Purpose To compare the valgus laxity and fixation strength of 2 hybrid techniques for elbow ulnar collateral ligament reconstructions. Methods Reflective markers were placed near the ligament attachments of the ulnar collateral ligament on the humerus and ulna of 12 fresh-frozen cadaveric upper extremities for tracking displacement with 4 motion analysis cameras. Valgus laxity testing was performed on the intact, disrupted ligament, and reconstructed elbows by applying a 3.0 Nm moment across the joint at 15° intervals throughout elbow motion from 0° to 120°. Two hybrid techniques for ulnar collateral ligament reconstruction were performed: a proximal docking method and a single-point distal fixation method.
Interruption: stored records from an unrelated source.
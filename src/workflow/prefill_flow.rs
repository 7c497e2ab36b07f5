//! 预填流程 - 流程层
//!
//! 让学生用自己之前某次作答的答案作为第 n 次作答的起点，可整体复制，也可逐题勾选。
//! 复制的答案走与手动输入相同的保存路径，保存到*当前*作答下，之前作答的记录不受影响。

use std::collections::{BTreeMap, BTreeSet, HashMap};

use futures::future::join_all;
use tracing::{debug, info, warn};

use crate::clients::Backend;
use crate::error::{AppError, AppResult};
use crate::models::{FeedbackItem, Question, QuestionKind, SessionCtx, SubmittedAnswer};
use crate::services::{DraftStore, PersistenceScheduler};
use crate::utils::truncate_text;

/// 可作为预填来源的历史作答
#[derive(Debug, Clone, Default)]
pub struct PreviousAttempt {
    pub number: u32,
    /// 题目 → 该次作答的非空答案
    pub answers: BTreeMap<String, SubmittedAnswer>,
    /// 题目 → 该次作答的反馈（用于显示对/错标记）
    pub feedback: HashMap<String, FeedbackItem>,
}

impl PreviousAttempt {
    pub fn answer_count(&self) -> usize {
        self.answers.len()
    }
}

/// 预填面板中单道题的预览
#[derive(Debug, Clone, PartialEq)]
pub struct PrefillPreview {
    pub question_id: String,
    /// 题目序号（从 1 开始）
    pub display_index: usize,
    pub kind_label: &'static str,
    pub question_text: String,
    pub answer_preview: String,
    pub is_correct: Option<bool>,
    pub selected: bool,
}

/// 一次预填的结果
#[derive(Debug, Clone, PartialEq, Eq)]
pub struct PrefillReport {
    pub from_attempt: u32,
    pub saved: Vec<String>,
}

/// 预填协调器
pub struct PrefillReconciler {
    ctx: SessionCtx,
    questions: Vec<Question>,
    sources: Vec<PreviousAttempt>,
    selected_attempt: Option<u32>,
    selected_questions: BTreeSet<String>,
}

impl PrefillReconciler {
    pub fn new(ctx: SessionCtx, questions: Vec<Question>) -> Self {
        Self {
            ctx,
            questions,
            sources: Vec::new(),
            selected_attempt: None,
            selected_questions: BTreeSet::new(),
        }
    }

    /// 加载已完成作答的答案与反馈
    ///
    /// 没有任何非空答案的作答会被过滤掉；某次作答读取失败按"无数据"处理。
    pub async fn load_sources(&mut self, backend: &dyn Backend, completed: &[u32]) -> usize {
        let ctx = &self.ctx;
        let fetches = completed.iter().map(|&attempt| async move {
            let result = backend
                .my_answers(&ctx.student_id, &ctx.module_id, attempt)
                .await;
            (attempt, result)
        });
        let fetched = join_all(fetches).await;

        let feedback = match backend.feedback(&self.ctx.student_id).await {
            Ok(items) => items,
            Err(e) => {
                debug!("{} 读取历史反馈失败，预填面板不显示对错: {}", self.ctx, e);
                Vec::new()
            }
        };

        let mut sources = Vec::new();
        for (attempt, result) in fetched {
            let answers = match result {
                Ok(answers) => answers,
                Err(e) => {
                    warn!("{} ⚠️ 读取第 {} 次作答失败: {}", self.ctx, attempt, e);
                    continue;
                }
            };

            let answers: BTreeMap<String, SubmittedAnswer> = answers
                .into_iter()
                .filter(|a| a.has_value() && self.question(&a.question_id).is_some())
                .map(|a| (a.question_id.clone(), a))
                .collect();

            if answers.is_empty() {
                continue;
            }

            let feedback = feedback
                .iter()
                .filter(|f| f.attempt == attempt)
                .map(|f| (f.question_id.clone(), f.clone()))
                .collect();

            sources.push(PreviousAttempt {
                number: attempt,
                answers,
                feedback,
            });
        }

        sources.sort_by_key(|s| s.number);
        info!("{} 找到 {} 个可预填的历史作答", self.ctx, sources.len());

        self.selected_attempt = sources.last().map(|s| s.number);
        self.selected_questions.clear();
        self.sources = sources;
        self.sources.len()
    }

    pub fn sources(&self) -> &[PreviousAttempt] {
        &self.sources
    }

    pub fn source(&self, attempt: u32) -> Option<&PreviousAttempt> {
        self.sources.iter().find(|s| s.number == attempt)
    }

    pub fn selected_attempt(&self) -> Option<u32> {
        self.selected_attempt
    }

    /// 切换来源作答；已勾选的题目随之清空
    pub fn select_attempt(&mut self, attempt: u32) -> AppResult<()> {
        if self.source(attempt).is_none() {
            return Err(AppError::NoPrefillSource { attempt });
        }
        if self.selected_attempt != Some(attempt) {
            self.selected_attempt = Some(attempt);
            self.selected_questions.clear();
        }
        Ok(())
    }

    /// 勾选 / 取消勾选一道题，返回是否处于勾选状态
    pub fn toggle_question(&mut self, question_id: &str) -> bool {
        let available = self
            .selected_attempt
            .and_then(|a| self.source(a))
            .is_some_and(|s| s.answers.contains_key(question_id));
        if !available {
            return false;
        }
        if !self.selected_questions.remove(question_id) {
            self.selected_questions.insert(question_id.to_string());
            true
        } else {
            false
        }
    }

    pub fn selected_questions(&self) -> &BTreeSet<String> {
        &self.selected_questions
    }

    /// 当前来源中有答案的题目预览，按题目顺序
    pub fn previews(&self) -> Vec<PrefillPreview> {
        let Some(source) = self.selected_attempt.and_then(|a| self.source(a)) else {
            return Vec::new();
        };

        self.questions
            .iter()
            .enumerate()
            .filter_map(|(index, question)| {
                let answer = source.answers.get(&question.id)?;
                Some(PrefillPreview {
                    question_id: question.id.clone(),
                    display_index: index + 1,
                    kind_label: question.kind.label(),
                    question_text: truncate_text(&question.text, 60),
                    answer_preview: answer_preview(question, &answer.value),
                    is_correct: source.feedback.get(&question.id).map(|f| f.is_correct),
                    selected: self.selected_questions.contains(&question.id),
                })
            })
            .collect()
    }

    /// 整体预填
    pub async fn prefill_all(
        &self,
        from_attempt: u32,
        store: &DraftStore,
        scheduler: &PersistenceScheduler,
    ) -> AppResult<PrefillReport> {
        self.apply(from_attempt, None, store, scheduler).await
    }

    /// 只预填勾选的题目；成功后清空勾选
    pub async fn prefill_selected(
        &mut self,
        store: &DraftStore,
        scheduler: &PersistenceScheduler,
    ) -> AppResult<PrefillReport> {
        let from_attempt = self
            .selected_attempt
            .ok_or(AppError::NoPrefillSource { attempt: 0 })?;
        let selection = std::mem::take(&mut self.selected_questions);
        self.apply(from_attempt, Some(&selection), store, scheduler)
            .await
    }

    async fn apply(
        &self,
        from_attempt: u32,
        only: Option<&BTreeSet<String>>,
        store: &DraftStore,
        scheduler: &PersistenceScheduler,
    ) -> AppResult<PrefillReport> {
        let source = self
            .source(from_attempt)
            .filter(|_| from_attempt < store.attempt())
            .ok_or(AppError::NoPrefillSource {
                attempt: from_attempt,
            })?;

        let copied: Vec<String> = source
            .answers
            .iter()
            .filter(|(qid, _)| only.map_or(true, |set| set.contains(*qid)))
            .map(|(qid, answer)| {
                store.set_prefilled(qid, &answer.value, from_attempt);
                qid.clone()
            })
            .collect();

        if copied.is_empty() {
            return Err(AppError::NoPrefillSource {
                attempt: from_attempt,
            });
        }

        info!(
            "{} 📋 从第 {} 次作答复制 {} 道题到第 {} 次作答",
            self.ctx,
            from_attempt,
            copied.len(),
            store.attempt()
        );

        // 各题保存相互独立，单题失败不回滚其他题目
        let saves = copied.iter().map(|qid| async move {
            (qid.clone(), scheduler.save_now(qid).await)
        });
        let results = join_all(saves).await;

        let mut saved = Vec::new();
        let mut failed = Vec::new();
        for (qid, result) in results {
            match result {
                Ok(()) => saved.push(qid),
                Err(_) => failed.push(qid),
            }
        }

        if !failed.is_empty() {
            warn!(
                "{} ⚠️ 预填部分失败: 成功 {}, 失败 {}，答案已填入，请检查后手动保存",
                self.ctx,
                saved.len(),
                failed.len()
            );
            return Err(AppError::PartialPrefillFailure {
                saved: saved.len(),
                failed,
            });
        }

        Ok(PrefillReport {
            from_attempt,
            saved,
        })
    }

    fn question(&self, question_id: &str) -> Option<&Question> {
        self.questions.iter().find(|q| q.id == question_id)
    }
}

/// 选择题显示 "B. 选项文本"，文本题截断显示
fn answer_preview(question: &Question, value: &str) -> String {
    if question.kind == QuestionKind::MultipleChoice {
        if let Some(option) = question.options.get(value) {
            return format!("{}. {}", value, truncate_text(option, 50));
        }
        return value.to_string();
    }
    truncate_text(value, 80)
}

#[cfg(test)]
mod tests {
    use super::*;

    #[test]
    fn mcq_preview_shows_option_text() {
        let question = Question::new("q1", QuestionKind::MultipleChoice, "Which organelle?")
            .with_options([("A", "Nucleus"), ("B", "Mitochondria")]);
        assert_eq!(answer_preview(&question, "B"), "B. Mitochondria");
        assert_eq!(answer_preview(&question, "Z"), "Z");
    }

    #[test]
    fn text_preview_is_truncated() {
        let question = Question::new("q2", QuestionKind::LongText, "Explain.");
        let long = "x".repeat(100);
        let preview = answer_preview(&question, &long);
        assert_eq!(preview.chars().count(), 83);
        assert!(preview.ends_with("..."));
    }

    #[test]
    fn toggle_requires_answer_in_selected_source() {
        let questions = vec![
            Question::new("q1", QuestionKind::ShortText, "One"),
            Question::new("q2", QuestionKind::ShortText, "Two"),
        ];
        let mut prefill = PrefillReconciler::new(SessionCtx::new("s1", "m1"), questions);
        prefill.sources = vec![PreviousAttempt {
            number: 1,
            answers: BTreeMap::from([(
                "q1".to_string(),
                SubmittedAnswer {
                    id: None,
                    question_id: "q1".to_string(),
                    value: "answer".to_string(),
                    correct: None,
                    attempt: 1,
                },
            )]),
            feedback: HashMap::new(),
        }];
        prefill.selected_attempt = Some(1);

        assert!(prefill.toggle_question("q1"));
        assert!(!prefill.toggle_question("q2"));
        assert!(!prefill.toggle_question("q1"));
        assert!(prefill.selected_questions().is_empty());
    }
}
Failure testing was performed with the elbow at 90° by applying a cyclic valgus load 12 cm distal to the joint that we increased in 10-N intervals. Results Valgus laxity testing revealed no difference in ligament displacements between the 2 techniques over the entire range of elbow motion. Ligament displacement for the proximal docking hybrid technique was significantly higher than the intact at 0° and 15° of elbow flexion. Failure testing revealed no differences in ligament displacements or failure load between the 2 techniques. Conclusions Both the proximal docking and the single-point fixation hybrid reconstructions provided sufficient joint stability and strength compared to the intact elbows, with the exception of the proximal docking method at low flexion angles. The reconstructions were not significantly different with respect to valgus laxity or graft fixation displacement at failure. Clinical relevance The proximal docking and single-point fixation hybrids tested here are both viable surgical options with sufficient strength and valgus laxity mechanics, warranting clinical evaluation.